• Kuessipan, Naomi FONTAINE

    Kuessipan, Naomi FONTAINEJ'aimerais que vous la connaissiez, la fille au ventre rond.
    Celle qui élèvera seule ses enfants. Qui criera après son copain qui l'aura trompée. Qui pleurera seule dans son salon, qui changera des couches toute sa vie. Qui cherchera à travailler à l'âge de trente ans, qui finira son secondaire à trente-cinq, qui commencera à vivre trop tard, qui mourra trop tôt, complètement épuisée et insatisfaite. Bien sûr que j'ai menti, que j'ai mis un voile blanc sur ce qui est sale.

     

    Mon avis :

     

    Dans la réserve innue de Uashat, les femmes sont mères à quinze ans, veuve et grands-mères à trente. Elles se battent pour l’avenir de leur peuple, celui de leurs enfants qu’elles cherchent à préserver de l’alcool, de la drogue et de la violence qu’ils engendrent.
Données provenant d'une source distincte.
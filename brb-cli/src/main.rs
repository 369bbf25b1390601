use clap::Parser;
use std::path::PathBuf;
use std::process::ExitCode;
use std::sync::Arc;
use tracing::{error, info};
use tracing_subscriber::{fmt, EnvFilter};

use brb_core::app::Brb;
use brb_core::config::{self, Settings};
use brb_core::duration::{format_duration, parse_duration};
use brb_core::terminal::TerminalWriter;
use brb_core::{DefaultHttpClient, Error};

#[derive(Parser, Debug, Clone)]
#[command(name = "brb")]
#[command(author, version, about = "A tool for letting viewers know when your stream is starting again")]
struct Args {
    /// How long until the stream is back, e.g. 90s, 5m, 1h30m
    duration: String,

    /// Message to display; supports {{ .Countdown }}, {{ .TwitchFollowerCount }},
    /// {{ .TwitterFollowerCount }} and {{ if .Field }}...{{ end }}
    #[arg(long, short = 'm')]
    message: Option<String>,

    /// Config file to read instead of ~/.brb.yaml
    #[arg(long)]
    config: Option<PathBuf>,
}

const DEFAULT_LOG_FILTER: &str = "brb=info,brb_core=info";

/// `RUST_LOG` when it is set and valid, otherwise info for our own crates.
fn env_filter(rust_log: Option<&str>) -> EnvFilter {
    rust_log
        .filter(|s| !s.trim().is_empty())
        .and_then(|s| EnvFilter::try_new(s).ok())
        .unwrap_or_else(|| EnvFilter::new(DEFAULT_LOG_FILTER))
}

fn init_tracing() {
    // stdout belongs to the countdown; logs go to stderr.
    let rust_log = std::env::var(EnvFilter::DEFAULT_ENV).ok();
    let sub = fmt()
        .with_env_filter(env_filter(rust_log.as_deref()))
        .with_writer(std::io::stderr)
        .finish();
    if tracing::subscriber::set_global_default(sub).is_err() {
        eprintln!("brb: a global tracing subscriber was already installed");
    }
}

#[tokio::main(flavor = "current_thread")]
async fn main() -> ExitCode {
    init_tracing();
    let args = Args::parse();

    match run(args).await {
        Ok(()) => ExitCode::SUCCESS,
        Err(e) => {
            error!("{}", e);
            ExitCode::FAILURE
        }
    }
}

async fn run(args: Args) -> Result<(), Error> {
    // 1) The countdown length, before touching config or the network.
    let duration = parse_duration(&args.duration)?;

    // 2) Config file + environment, resolved into typed settings.
    let config_map = config::load(args.config.as_deref())?;
    let settings = Settings::from_config(&config_map);

    // 3) Compile the template and build fetchers for configured platforms.
    let http = Arc::new(DefaultHttpClient::new());
    let brb = Brb::from_settings(duration, args.message.as_deref(), &settings, http)?;

    // 4) Fetch, then count down on stdout.
    info!("brb starting: {} countdown", format_duration(duration));
    let mut writer = TerminalWriter::stdout();
    let report = brb.run(&mut writer).await?;
    info!("Done after {} frames", report.frames);
    Ok(())
}
//! HTTP client seam for the follower lookups.
//!
//! Platform fetchers talk to this trait rather than to reqwest directly, so
//! tests can script responses and count calls without touching the network.
//!
//! # Example Usage:
//! ```ignore
//! use std::sync::Arc;
//! use brb_core::http::{HttpClient, DefaultHttpClient};
//!
//! // In production code
//! let http: Arc<dyn HttpClient> = Arc::new(DefaultHttpClient::new());
//!
//! // In tests
//! let mut http = MockHttpClient::new();
//! http.expect_get().times(0);
//! ```

use async_trait::async_trait;
use std::collections::HashMap;
use tracing::debug;
use crate::Error;

/// Minimal GET-only client. Non-2xx responses come back as errors.
#[mockall::automock]
#[async_trait]
pub trait HttpClient: Send + Sync {
    async fn get(&self, url: String, headers: HashMap<String, String>) -> Result<String, Error>;
}

/// reqwest-backed client. No timeout beyond reqwest's defaults.
#[derive(Clone, Default)]
pub struct DefaultHttpClient {
    client: reqwest::Client,
}

impl DefaultHttpClient {
    pub fn new() -> Self {
        Self {
            client: reqwest::Client::new(),
        }
    }
}

#[async_trait]
impl HttpClient for DefaultHttpClient {
    async fn get(&self, url: String, headers: HashMap<String, String>) -> Result<String, Error> {
        debug!("GET {}", url);
        let mut request = self.client.get(&url);
        for (key, value) in headers {
            request = request.header(&key, value);
        }
        let response = request
            .send()
            .await?
            .error_for_status()?
            .text()
            .await?;
        Ok(response)
    }
}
Entre traditions et modernité, elles construisent leur identité, leur culture.

    Si vous n’avez jamais lu de récit autochtone, lisez plutôt « Manikanetish » du même auteur. Ne commencez pas par celui-ci car ce n’est pas une histoire classique et linéaire. Le contexte est absent et ne permet pas à un novice d’entrer aisément dans le livre. Quatre parties rythment l’histoire « Nomade », « Uashat », « Nutshmit » et « Nikuss ». Les personnages n’ont pas de noms, ce sont plutôt des ombres, des souvenirs : une mère, une sœur, une amie… Kuessipan signifie « à toi » en innu ou « à ton tour ». Un toi non identifié et donc universel. Le lecteur se retrouve dans la tête de la narratrice, dans ses pensées et ses ressentis et s’immerge dans la vie de la tribu innue et de ceux qui la composent : pêcheurs, chasseurs, hommes, femmes, enfants…

     

    Auteure innue de Uashat, Naomi Fontaine connait l’importance des racines, des histoires ancestrales, la valeur de la terre et la nécessité de transmettre pour ne pas oublier. Dans ce récit, elle nous parle des femmes autochtones, de leur quotidien et de leurs espoirs. Elle évoque leur vie, leurs émotions, leurs croyances, leurs craintes et le respect qu’elles ont de la nature. Entre fidélité au passé et aux traditions et envie d’aller de l’avant dans un pays qui ne leur fait pas de cadeau, elles portent leur tribu à bout de bras.

     

    L’écriture est simple et poétique et l’attachement de Naomi Fontaine à ses racines se ressent tout au long des pages. Les observations sont âpres, dures, la nature austère et ce sont autant de tableaux qui nous sont offerts en courts chapitres.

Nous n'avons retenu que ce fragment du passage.